=== Section Start ===

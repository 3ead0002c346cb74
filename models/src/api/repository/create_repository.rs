use serde::{Deserialize, Serialize};

use super::ChartRepository;

/// Request body for `POST /namespaces/:namespace/repositories`. Registers a
/// new chart repository and, when credentials are given, creates its auth
/// secret alongside it.
#[derive(Debug, Clone, Default, Serialize, Deserialize, PartialEq)]
#[serde(rename_all = "camelCase")]
pub struct CreateRepositoryRequest {
	/// The name of the repository to register.
	pub name: String,
	/// The namespace to register the repository in.
	pub namespace: String,
	/// The URL the repository index is fetched from.
	pub url: String,
	/// The full authorization header sent when fetching the index. Empty
	/// when the repository needs no authentication.
	#[serde(default, skip_serializing_if = "String::is_empty")]
	pub auth_header: String,
	/// A custom CA certificate, PEM-encoded, used to verify the repository
	/// server. Empty when the system roots suffice.
	#[serde(default, skip_serializing_if = "String::is_empty")]
	pub custom_ca: String,
	/// An optional override of the sync job pod spec, as the YAML text the
	/// user entered. The backend parses and stores the structured form.
	#[serde(default, skip_serializing_if = "String::is_empty")]
	pub sync_job_pod_template: String,
	/// The names of the registry pull secrets to associate with the
	/// repository.
	#[serde(default, skip_serializing_if = "Vec::is_empty")]
	pub registry_secrets: Vec<String>,
}

/// Response body for a successful repository registration.
#[derive(Debug, Clone, Serialize, Deserialize, PartialEq)]
#[serde(rename_all = "camelCase")]
pub struct CreateRepositoryResponse {
	/// The repository as registered.
	pub repository: ChartRepository,
}

#[cfg(test)]
mod test {
	use serde_json::json;

	use super::CreateRepositoryRequest;

	#[test]
	fn assert_request_types() {
		let request = CreateRepositoryRequest {
			name: "stable".to_owned(),
			namespace: "team-a".to_owned(),
			url: "https://charts.example.com/stable".to_owned(),
			auth_header: "Bearer token".to_owned(),
			custom_ca: String::new(),
			sync_job_pod_template: String::new(),
			registry_secrets: vec!["team-a-pull".to_owned()],
		};
		assert_eq!(
			serde_json::to_value(&request).unwrap(),
			json!({
				"name": "stable",
				"namespace": "team-a",
				"url": "https://charts.example.com/stable",
				"authHeader": "Bearer token",
				"registrySecrets": ["team-a-pull"],
			})
		);
	}
}
use std::rc::Rc;

use leptos_meta::{provide_meta_context, Stylesheet, Title};

use crate::{pages::RepositoryDashboard, prelude::*};

/// The namespace the console is currently scoped to. Pages read and update
/// this through context.
#[derive(Clone, Copy)]
pub struct CurrentNamespace(pub RwSignal<String>);

#[component]
pub fn App() -> impl IntoView {
	provide_meta_context();
	provide_context(ApiClient(Rc::new(HttpRepositoryApi)));
	provide_context(CurrentNamespace(create_rw_signal(
		constants::DEFAULT_NAMESPACE.to_owned(),
	)));

	view! {
		<Stylesheet id="main" href="/public/style.css" />
		<Title text="Chart Repositories" />
		<Router>
			<main class="fc-fs-ct full-width full-height bg-secondary">
				<Routes>
					<Route
						path={AppRoutes::Repositories.to_string()}
						view={RepositoryDashboard}
					/>
					<Route
						path=""
						view={|| view! { <Redirect path={AppRoutes::Repositories.to_string()} /> }}
					/>
					<Route
						path="/*any"
						view={|| view! { <p class="txt-white m-auto">"Page not found"</p> }}
					/>
				</Routes>
			</main>
		</Router>
	}
}
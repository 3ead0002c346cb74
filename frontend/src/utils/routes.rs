use std::fmt::{self, Display, Formatter};

/// The list of all the routes served by this console.
#[derive(Debug, Default, Clone, Copy, PartialEq, Eq)]
pub enum AppRoutes {
	/// The chart repository configuration page.
	#[default]
	Repositories,
}

impl Display for AppRoutes {
	fn fmt(&self, f: &mut Formatter<'_>) -> fmt::Result {
		match self {
			Self::Repositories => write!(f, "/repositories"),
		}
	}
}

/// The catalog page of one repository. Served by the main dashboard, outside
/// this console; repository rows link there by name.
pub fn catalog_route(namespace: &str, name: &str) -> String {
	format!("/catalog/{}/{}", namespace, name)
}

#[cfg(test)]
mod test {
	use super::{catalog_route, AppRoutes};

	#[test]
	fn assert_route_paths() {
		assert_eq!(AppRoutes::Repositories.to_string(), "/repositories");
		assert_eq!(catalog_route("team-a", "stable"), "/catalog/team-a/stable");
	}
}
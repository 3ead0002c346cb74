use serde::{Deserialize, Serialize};

use super::RegistrySecret;

/// Response body for `GET /namespaces/:namespace/pull-secrets`. Lists the
/// registry pull secrets that can be associated with repositories in the
/// namespace. Pull secrets are namespace-scoped, so the list is always for a
/// single namespace.
#[derive(Debug, Clone, Default, Serialize, Deserialize, PartialEq)]
#[serde(rename_all = "camelCase")]
pub struct ListPullSecretsResponse {
	/// The pull secrets in the namespace.
	pub secrets: Vec<RegistrySecret>,
}
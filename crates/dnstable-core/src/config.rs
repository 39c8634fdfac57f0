//! Configuration types for the dnstable system
//!
//! This module defines all configuration structures used throughout the crate.

use std::net::IpAddr;
use std::path::{Path, PathBuf};
use std::time::Duration;

/// Longest table name the packet filter accepts (PF_TABLE_NAME_SIZE - 1)
pub const MAX_TABLE_NAME_LEN: usize = 31;

/// Main update configuration
#[derive(Debug, Clone, PartialEq, Eq)]
pub struct UpdateConfig {
    /// Name of the firewall address table to synchronize
    pub table: String,

    /// Optional flat file mirroring the table contents
    pub output_file: Option<PathBuf>,

    /// Address families to resolve
    pub version: IpVersion,

    /// Update policy (flush and append behavior)
    pub policy: UpdatePolicy,

    /// Resolve and compare but do not write or run anything
    pub dry_run: bool,

    /// Let the firewall utility print its own output
    pub verbose: bool,
}

impl UpdateConfig {
    /// Create a new configuration with defaults for the given table
    pub fn new(table: impl Into<String>) -> Self {
        Self {
            table: table.into(),
            output_file: None,
            version: IpVersion::Both,
            policy: UpdatePolicy::default(),
            dry_run: false,
            verbose: false,
        }
    }

    /// Mirror the address list into a file
    pub fn with_output_file(mut self, path: impl Into<PathBuf>) -> Self {
        self.output_file = Some(path.into());
        self
    }

    /// Restrict the address families
    pub fn with_version(mut self, version: IpVersion) -> Self {
        self.version = version;
        self
    }

    /// Set the update policy
    pub fn with_policy(mut self, policy: UpdatePolicy) -> Self {
        self.policy = policy;
        self
    }

    /// Enable or disable dry-run mode
    pub fn with_dry_run(mut self, dry_run: bool) -> Self {
        self.dry_run = dry_run;
        self
    }

    /// Enable or disable verbose mode
    pub fn with_verbose(mut self, verbose: bool) -> Self {
        self.verbose = verbose;
        self
    }

    /// Validate the configuration
    pub fn validate(&self) -> Result<(), crate::Error> {
        validate_table_name(&self.table)?;

        if let Some(path) = &self.output_file {
            validate_output_path(path)?;
        }

        Ok(())
    }
}

/// Validate a firewall table name
fn validate_table_name(table: &str) -> Result<(), crate::Error> {
    if table.is_empty() {
        return Err(crate::Error::config("Table name cannot be empty"));
    }

    if table.len() > MAX_TABLE_NAME_LEN {
        return Err(crate::Error::config(format!(
            "Table name too long: {} chars (max {}). Got: {}",
            table.len(),
            MAX_TABLE_NAME_LEN,
            table
        )));
    }

    if table.starts_with('-') {
        return Err(crate::Error::config(format!(
            "Table name cannot start with '-'. Got: {}",
            table
        )));
    }

    if !table.chars().all(|c| c.is_ascii_graphic()) {
        return Err(crate::Error::config(format!(
            "Table name contains invalid characters. Got: '{}'. \
            Valid: printable ASCII without whitespace.",
            table
        )));
    }

    Ok(())
}

/// Validate the output file path
fn validate_output_path(path: &Path) -> Result<(), crate::Error> {
    let raw = path.as_os_str();
    if raw.is_empty() {
        return Err(crate::Error::config("Output file path cannot be empty"));
    }

    if raw.to_string_lossy().ends_with('/') || path.is_dir() {
        return Err(crate::Error::config(format!(
            "Output file path must name a file, not a directory: {}",
            path.display()
        )));
    }

    if let Some(parent) = path.parent()
        && !parent.as_os_str().is_empty()
        && !parent.is_dir()
    {
        return Err(crate::Error::config(format!(
            "Output file parent directory does not exist: {}",
            parent.display()
        )));
    }

    Ok(())
}

/// IP version to resolve
#[derive(Debug, Clone, Copy, PartialEq, Eq, Default)]
pub enum IpVersion {
    /// IPv4 only (A records)
    V4,
    /// IPv6 only (AAAA records)
    V6,
    /// Both IPv4 and IPv6
    #[default]
    Both,
}

impl IpVersion {
    /// Derive the version from the `-4` / `-6` command line switches
    ///
    /// Giving neither or both switches selects both families.
    pub fn from_flags(v4: bool, v6: bool) -> Self {
        match (v4, v6) {
            (true, false) => IpVersion::V4,
            (false, true) => IpVersion::V6,
            _ => IpVersion::Both,
        }
    }

    /// Whether A records are queried
    pub fn includes_v4(&self) -> bool {
        matches!(self, IpVersion::V4 | IpVersion::Both)
    }

    /// Whether AAAA records are queried
    pub fn includes_v6(&self) -> bool {
        matches!(self, IpVersion::V6 | IpVersion::Both)
    }

    /// Whether an address of this family is wanted
    pub fn accepts(&self, addr: &IpAddr) -> bool {
        match addr {
            IpAddr::V4(_) => self.includes_v4(),
            IpAddr::V6(_) => self.includes_v6(),
        }
    }
}

/// How the table and file may be changed
#[derive(Debug, Clone, Copy, PartialEq, Eq, Default)]
pub struct UpdatePolicy {
    /// Never empty the table or file because nothing resolved
    pub never_flush: bool,

    /// Only add addresses, never remove existing table entries
    ///
    /// Implies `never_flush`.
    pub preserve: bool,
}

impl UpdatePolicy {
    /// Whether an empty result must leave everything untouched
    pub fn forbids_flush(&self) -> bool {
        self.never_flush || self.preserve
    }
}

/// Settings for the DNS resolver adapter
#[derive(Debug, Clone, PartialEq, Eq)]
pub struct ResolverSettings {
    /// Explicit nameservers; empty means use the system configuration
    pub nameservers: Vec<IpAddr>,

    /// Per-query timeout
    pub timeout: Duration,

    /// Attempts per query before giving up
    pub attempts: usize,
}

impl Default for ResolverSettings {
    fn default() -> Self {
        Self {
            nameservers: Vec::new(),
            timeout: default_timeout(),
            attempts: default_attempts(),
        }
    }
}

fn default_timeout() -> Duration {
    Duration::from_secs(5)
}

fn default_attempts() -> usize {
    2
}
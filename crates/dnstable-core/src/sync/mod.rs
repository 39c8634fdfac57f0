//! Table and file synchronization
//!
//! [`TableSynchronizer`] takes the final address list and makes the
//! output file and the firewall table match it, doing as little as
//! possible:
//!
//! ```text
//!              addresses empty && flush forbidden?
//!                 │yes                     │no
//!                 ▼                        ▼
//!             Skipped            file configured? ── read, compare ──┐
//!                                                   equal: Unchanged │
//!                                                   else:  temp+rename
//!                                                          │
//!                                                          ▼
//!                                    table: replace | add | flush | skip
//! ```
//!
//! File failures are warnings and never stop the table step. In dry-run
//! mode nothing is written and no command is run; the outcomes describe
//! what would have happened.

pub mod file;

pub use file::{OutputFile, render};

use tracing::{error, info, warn};

use crate::config::UpdateConfig;
use crate::traits::{TableCommand, TableControl, TableStatus};

/// Result of one synchronization
#[derive(Debug, Clone, PartialEq, Eq)]
pub enum SyncOutcome {
    /// Nothing resolved and flushing is forbidden; nothing was touched
    Skipped,
    /// File and table steps ran
    Synced(SyncReport),
}

/// Per-step results of a synchronization
#[derive(Debug, Clone, PartialEq, Eq)]
pub struct SyncReport {
    /// File step result, `None` if no file is configured
    pub file: Option<FileOutcome>,
    /// Table step result
    pub table: TableOutcome,
}

/// Output file step result
#[derive(Debug, Clone, PartialEq, Eq)]
pub enum FileOutcome {
    /// New content was written
    Written,
    /// Existing content already matched
    Unchanged,
    /// Dry run: content differs and would be written
    WouldWrite,
    /// Reading or writing failed (reported as a warning)
    Failed(String),
}

/// Table step result
#[derive(Debug, Clone, PartialEq, Eq)]
pub enum TableOutcome {
    /// The command was run; the collaborator's status is passed through
    Applied {
        /// Command that was run
        command: TableCommand,
        /// What the collaborator reported
        status: TableStatus,
    },
    /// Nothing to add and the table must be preserved
    Skipped,
    /// Dry run: this command would have been run
    WouldRun(TableCommand),
    /// The collaborator could not be run at all
    Failed(String),
}

impl TableOutcome {
    /// Command that was (or would have been) sent, if any
    pub fn command(&self) -> Option<&TableCommand> {
        match self {
            TableOutcome::Applied { command, .. } | TableOutcome::WouldRun(command) => {
                Some(command)
            }
            TableOutcome::Skipped | TableOutcome::Failed(_) => None,
        }
    }
}

/// Applies an address list to the output file and the firewall table
pub struct TableSynchronizer<'a> {
    control: &'a dyn TableControl,
    config: &'a UpdateConfig,
}

impl<'a> TableSynchronizer<'a> {
    /// Create a synchronizer for the configured table
    pub fn new(control: &'a dyn TableControl, config: &'a UpdateConfig) -> Self {
        Self { control, config }
    }

    /// Make file and table match `addresses`
    pub async fn sync(&self, addresses: &[String]) -> SyncOutcome {
        if addresses.is_empty() && self.config.policy.forbids_flush() {
            info!(
                "No addresses resolved for table {}, leaving table and file untouched",
                self.config.table
            );
            return SyncOutcome::Skipped;
        }

        let file = match &self.config.output_file {
            Some(path) => Some(self.sync_file(&OutputFile::new(path), addresses).await),
            None => None,
        };

        let table = self.sync_table(addresses).await;

        SyncOutcome::Synced(SyncReport { file, table })
    }

    /// File step: compare, then write atomically if different
    async fn sync_file(&self, output: &OutputFile, addresses: &[String]) -> FileOutcome {
        let candidate = render(addresses);

        let existing = match output.read().await {
            Ok(content) => content.unwrap_or_default(),
            Err(e) => {
                warn!("{}; rewriting it", e);
                if self.config.dry_run {
                    return FileOutcome::WouldWrite;
                }
                return self.write_file(output, &candidate).await;
            }
        };

        if existing == candidate {
            info!(
                "Output file {} already up to date ({} address(es))",
                output.path().display(),
                addresses.len()
            );
            return FileOutcome::Unchanged;
        }

        if self.config.dry_run {
            info!(
                "Dry run: would write {} address(es) to {}",
                addresses.len(),
                output.path().display()
            );
            return FileOutcome::WouldWrite;
        }

        self.write_file(output, &candidate).await
    }

    async fn write_file(&self, output: &OutputFile, candidate: &str) -> FileOutcome {
        match output.write_atomic(candidate).await {
            Ok(()) => {
                info!("Output file {} updated", output.path().display());
                FileOutcome::Written
            }
            Err(e) => {
                warn!("{}", e);
                FileOutcome::Failed(e.to_string())
            }
        }
    }

    /// Table step: pick the command and run it
    async fn sync_table(&self, addresses: &[String]) -> TableOutcome {
        let table = &self.config.table;

        let command = match (addresses.is_empty(), self.config.policy.preserve) {
            (false, false) => TableCommand::Replace(addresses.to_vec()),
            (false, true) => TableCommand::Add(addresses.to_vec()),
            (true, true) => {
                info!("Nothing to add to table {}, preserving it", table);
                return TableOutcome::Skipped;
            }
            (true, false) => TableCommand::Flush,
        };

        if self.config.dry_run {
            info!("Dry run: would run '{}' on table {}", command, table);
            return TableOutcome::WouldRun(command);
        }

        match self.control.apply(table, &command).await {
            Ok(status) => {
                if status.success() {
                    info!(
                        "Table {}: {} ({} address(es))",
                        table,
                        command.verb(),
                        command.addresses().len()
                    );
                } else {
                    warn!(
                        "{} {} on table {} exited with {:?}",
                        self.control.control_name(),
                        command.verb(),
                        table,
                        status.exit_code
                    );
                }
                TableOutcome::Applied { command, status }
            }
            Err(e) => {
                error!("Failed to update table {}: {}", table, e);
                TableOutcome::Failed(e.to_string())
            }
        }
    }
}
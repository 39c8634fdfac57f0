//! SRV target lookup

use std::collections::BTreeSet;

use tracing::debug;

use super::ResolverContext;
use crate::target::Transport;
use crate::traits::{QueryType, RecordData};

/// Build the owner name of an SRV record set: `_<service>._<transport>.<name>`
pub fn srv_query_name(name: &str, service: &str, transport: Transport) -> String {
    format!("_{}._{}.{}", service, transport, name)
}

impl ResolverContext<'_> {
    /// Resolve a service to the host names that provide it
    ///
    /// Collects the target of every SRV answer and of every CNAME answer.
    /// A failed or empty lookup yields an empty set; the caller is expected
    /// to fall back to the base name. Targets of `.` ("service decidedly
    /// not available") are dropped.
    pub async fn resolve_srv(
        &mut self,
        name: &str,
        service: &str,
        transport: Transport,
    ) -> BTreeSet<String> {
        let query_name = srv_query_name(name, service, transport);
        let mut hosts = BTreeSet::new();

        for record in self.query(&query_name, QueryType::Srv).await {
            match record.data {
                RecordData::ServiceTarget { target, .. } | RecordData::Cname(target)
                    if !target.is_empty() =>
                {
                    hosts.insert(target);
                }
                _ => {}
            }
        }

        debug!("{} has {} SRV target(s)", query_name, hosts.len());
        hosts
    }
}
// # dnstable
//
// Resolves domain names, literal addresses and service specs into one
// address list and loads it into a pf table (and optionally a file).
//
// This binary is a thin integration layer:
// 1. Parse flags (clap)
// 2. Install the tracing subscriber
// 3. Build the hickory resolver and the pfctl collaborator
// 4. Run the engine once and turn the result into an exit code
//
// All resolution and synchronization logic lives in dnstable-core.
//
// ## Example
//
// ```bash
// dnstable -t webservers -f /var/db/webservers.txt \
//     example.com 198.51.100.5 example.org:ldap:tcp,udp
// ```
//
// ## Logging
//
// Logs go to stderr. `-v` selects DEBUG (every query and its answer
// count); otherwise `DNSTABLE_LOG_LEVEL` is used, defaulting to `warn`.

use anyhow::{Context, Result};
use clap::Parser;
use dnstable_core::{
    Error, FileOutcome, IpVersion, ResolverSettings, RunSummary, SyncOutcome, TableOutcome,
    UpdateConfig, UpdateEngine, UpdatePolicy,
};
use dnstable_resolver_hickory::HickoryLookup;
use dnstable_table_pfctl::{DEFAULT_PFCTL_PATH, PfctlTable, build_args};
use std::env;
use std::net::IpAddr;
use std::path::PathBuf;
use std::process::ExitCode;
use std::time::Duration;
use tracing::{Level, debug, error, warn};
use tracing_subscriber::FmtSubscriber;

/// Exit codes for the possible run results
///
/// - 0: table (and file) in sync, or nothing to do
/// - 1: usage or validation error, nothing was touched
/// - 2: pfctl could not be run, or died from a signal
/// - other: pfctl's own non-zero exit code, passed through
#[derive(Debug, Clone, Copy, PartialEq, Eq)]
enum DnstableExitCode {
    /// Run completed
    Success,
    /// Bad flags, bad target, bad table name or path, CNAME cycle
    ValidationError,
    /// The table collaborator could not be run
    RuntimeError,
    /// pfctl exited non-zero
    Table(u8),
}

impl From<DnstableExitCode> for ExitCode {
    fn from(code: DnstableExitCode) -> Self {
        match code {
            DnstableExitCode::Success => ExitCode::SUCCESS,
            DnstableExitCode::ValidationError => ExitCode::from(1),
            DnstableExitCode::RuntimeError => ExitCode::from(2),
            DnstableExitCode::Table(code) => ExitCode::from(code),
        }
    }
}

/// Resolve DNS targets into a pf address table
#[derive(Parser, Debug)]
#[command(name = "dnstable", version)]
#[command(about = "Resolve domains, addresses and SRV services into a pf table")]
struct Cli {
    /// Resolve IPv4 addresses only
    #[arg(short = '4', long = "ipv4")]
    ipv4: bool,

    /// Resolve IPv6 addresses only
    #[arg(short = '6', long = "ipv6")]
    ipv6: bool,

    /// Never flush the table or empty the file when nothing resolves
    #[arg(short = 'n', long)]
    never_flush: bool,

    /// Also write the address list to this file
    #[arg(short = 'f', long, value_name = "PATH", env = "DNSTABLE_FILE")]
    file: Option<PathBuf>,

    /// Resolve and compare, but change nothing
    #[arg(short = 'd', long)]
    dry_run: bool,

    /// Only add addresses to the table, never remove any
    #[arg(short = 'p', long)]
    preserve: bool,

    /// pf table to load
    #[arg(short = 't', long, value_name = "NAME", env = "DNSTABLE_TABLE")]
    table: String,

    /// Log every query and let pfctl print its output
    #[arg(short = 'v', long)]
    verbose: bool,

    /// pfctl binary
    #[arg(long, value_name = "PATH", env = "DNSTABLE_PFCTL", default_value = DEFAULT_PFCTL_PATH)]
    pfctl: PathBuf,

    /// Query this nameserver instead of the system resolvers (repeatable)
    #[arg(long = "nameserver", value_name = "IP")]
    nameservers: Vec<IpAddr>,

    /// Per-query timeout in seconds
    #[arg(long, value_name = "SECS", default_value_t = 5)]
    timeout: u64,

    /// Domain names, addresses, or service specs (name[:services[:transports]])
    #[arg(value_name = "TARGET", required = true, num_args = 1..)]
    targets: Vec<String>,
}

impl Cli {
    /// Update configuration for the engine
    fn update_config(&self) -> UpdateConfig {
        let config = UpdateConfig::new(&self.table)
            .with_version(IpVersion::from_flags(self.ipv4, self.ipv6))
            .with_policy(UpdatePolicy {
                never_flush: self.never_flush,
                preserve: self.preserve,
            })
            .with_dry_run(self.dry_run)
            .with_verbose(self.verbose);

        match &self.file {
            Some(path) => config.with_output_file(path),
            None => config,
        }
    }

    /// Settings for the hickory resolver
    fn resolver_settings(&self) -> ResolverSettings {
        ResolverSettings {
            nameservers: self.nameservers.clone(),
            timeout: Duration::from_secs(self.timeout),
            ..ResolverSettings::default()
        }
    }
}

/// Pick the log level: `-v` wins, then `DNSTABLE_LOG_LEVEL`, then WARN
fn log_level(verbose: bool, env_level: Option<&str>) -> Result<Level> {
    if verbose {
        return Ok(Level::DEBUG);
    }

    let Some(level) = env_level else {
        return Ok(Level::WARN);
    };

    match level.to_lowercase().as_str() {
        "trace" => Ok(Level::TRACE),
        "debug" => Ok(Level::DEBUG),
        "info" => Ok(Level::INFO),
        "warn" => Ok(Level::WARN),
        "error" => Ok(Level::ERROR),
        _ => anyhow::bail!(
            "DNSTABLE_LOG_LEVEL '{}' is not valid. \
            Valid levels: trace, debug, info, warn, error",
            level
        ),
    }
}

fn main() -> ExitCode {
    let cli = match Cli::try_parse() {
        Ok(cli) => cli,
        Err(e) => {
            // --help and --version also land here
            let _ = e.print();
            return if e.use_stderr() {
                DnstableExitCode::ValidationError.into()
            } else {
                DnstableExitCode::Success.into()
            };
        }
    };

    let env_level = env::var("DNSTABLE_LOG_LEVEL").ok();
    let level = match log_level(cli.verbose, env_level.as_deref()) {
        Ok(level) => level,
        Err(e) => {
            eprintln!("Configuration error: {}", e);
            return DnstableExitCode::ValidationError.into();
        }
    };

    let subscriber = FmtSubscriber::builder()
        .with_max_level(level)
        .with_writer(std::io::stderr)
        .finish();

    if let Err(e) = tracing::subscriber::set_global_default(subscriber) {
        eprintln!("Failed to set tracing subscriber: {}", e);
        return DnstableExitCode::RuntimeError.into();
    }

    let rt = match tokio::runtime::Builder::new_current_thread()
        .enable_all()
        .build()
    {
        Ok(runtime) => runtime,
        Err(e) => {
            error!("Failed to create tokio runtime: {}", e);
            return DnstableExitCode::RuntimeError.into();
        }
    };

    rt.block_on(async {
        match run(&cli).await {
            Ok(summary) => report(&cli, &summary),
            Err(e) => {
                eprintln!("dnstable: {:#}", e);
                exit_code_for_error(&e)
            }
        }
    })
    .into()
}

/// Wire the collaborators and run the engine once
async fn run(cli: &Cli) -> Result<RunSummary> {
    let lookup = HickoryLookup::from_settings(&cli.resolver_settings())
        .context("Failed to set up DNS resolver")?;
    let table = PfctlTable::new(&cli.pfctl, cli.verbose);

    let engine = UpdateEngine::new(Box::new(lookup), Box::new(table), cli.update_config())?;
    debug!(
        "Updating table {} from {} target(s)",
        engine.config().table,
        cli.targets.len()
    );

    Ok(engine.run(cli.targets.as_slice()).await?)
}

/// Validation errors exit 1, anything else 2
fn exit_code_for_error(e: &anyhow::Error) -> DnstableExitCode {
    match e.downcast_ref::<Error>() {
        Some(err) if err.is_validation() => DnstableExitCode::ValidationError,
        _ => DnstableExitCode::RuntimeError,
    }
}

/// Print dry-run results and derive the exit code from the table step
fn report(cli: &Cli, summary: &RunSummary) -> DnstableExitCode {
    if cli.dry_run {
        for line in dry_run_lines(cli, summary) {
            println!("{}", line);
        }
    }

    match &summary.outcome {
        SyncOutcome::Skipped => DnstableExitCode::Success,
        SyncOutcome::Synced(report) => table_exit_code(&report.table),
    }
}

/// What a dry run would have done: the address list, then one line per
/// file and table action
fn dry_run_lines(cli: &Cli, summary: &RunSummary) -> Vec<String> {
    let mut lines = summary.addresses.clone();

    let report = match &summary.outcome {
        SyncOutcome::Skipped => {
            lines.push(format!(
                "# nothing resolved: table {} and file left untouched",
                cli.table
            ));
            return lines;
        }
        SyncOutcome::Synced(report) => report,
    };

    if let (Some(path), Some(file)) = (&cli.file, &report.file) {
        lines.push(match file {
            FileOutcome::WouldWrite => format!(
                "# would write {} address(es) to {}",
                summary.addresses.len(),
                path.display()
            ),
            FileOutcome::Unchanged => format!("# {} is up to date", path.display()),
            FileOutcome::Written => format!("# wrote {}", path.display()),
            FileOutcome::Failed(reason) => format!("# file {}: {}", path.display(), reason),
        });
    }

    lines.push(match &report.table {
        TableOutcome::WouldRun(command) => format!(
            "# would run: {} {}",
            cli.pfctl.display(),
            build_args(&cli.table, command, cli.verbose).join(" ")
        ),
        TableOutcome::Skipped => format!("# table {} left untouched", cli.table),
        TableOutcome::Applied { command, .. } => {
            format!("# ran {} on table {}", command.verb(), cli.table)
        }
        TableOutcome::Failed(reason) => format!("# table {}: {}", cli.table, reason),
    });

    lines
}

fn table_exit_code(outcome: &TableOutcome) -> DnstableExitCode {
    match outcome {
        TableOutcome::Applied { status, .. } => match status.exit_code {
            Some(0) => DnstableExitCode::Success,
            Some(code) => match u8::try_from(code) {
                Ok(code) => DnstableExitCode::Table(code),
                Err(_) => DnstableExitCode::RuntimeError,
            },
            None => {
                warn!("pfctl was terminated by a signal");
                DnstableExitCode::RuntimeError
            }
        },
        TableOutcome::Skipped | TableOutcome::WouldRun(_) => DnstableExitCode::Success,
        TableOutcome::Failed(_) => DnstableExitCode::RuntimeError,
    }
}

=== Section End ===

**TASK DIRECTIONS**
Where a line in the records above holds the string "token", it counts toward the total; give that total alone.

**RESPONSE**
2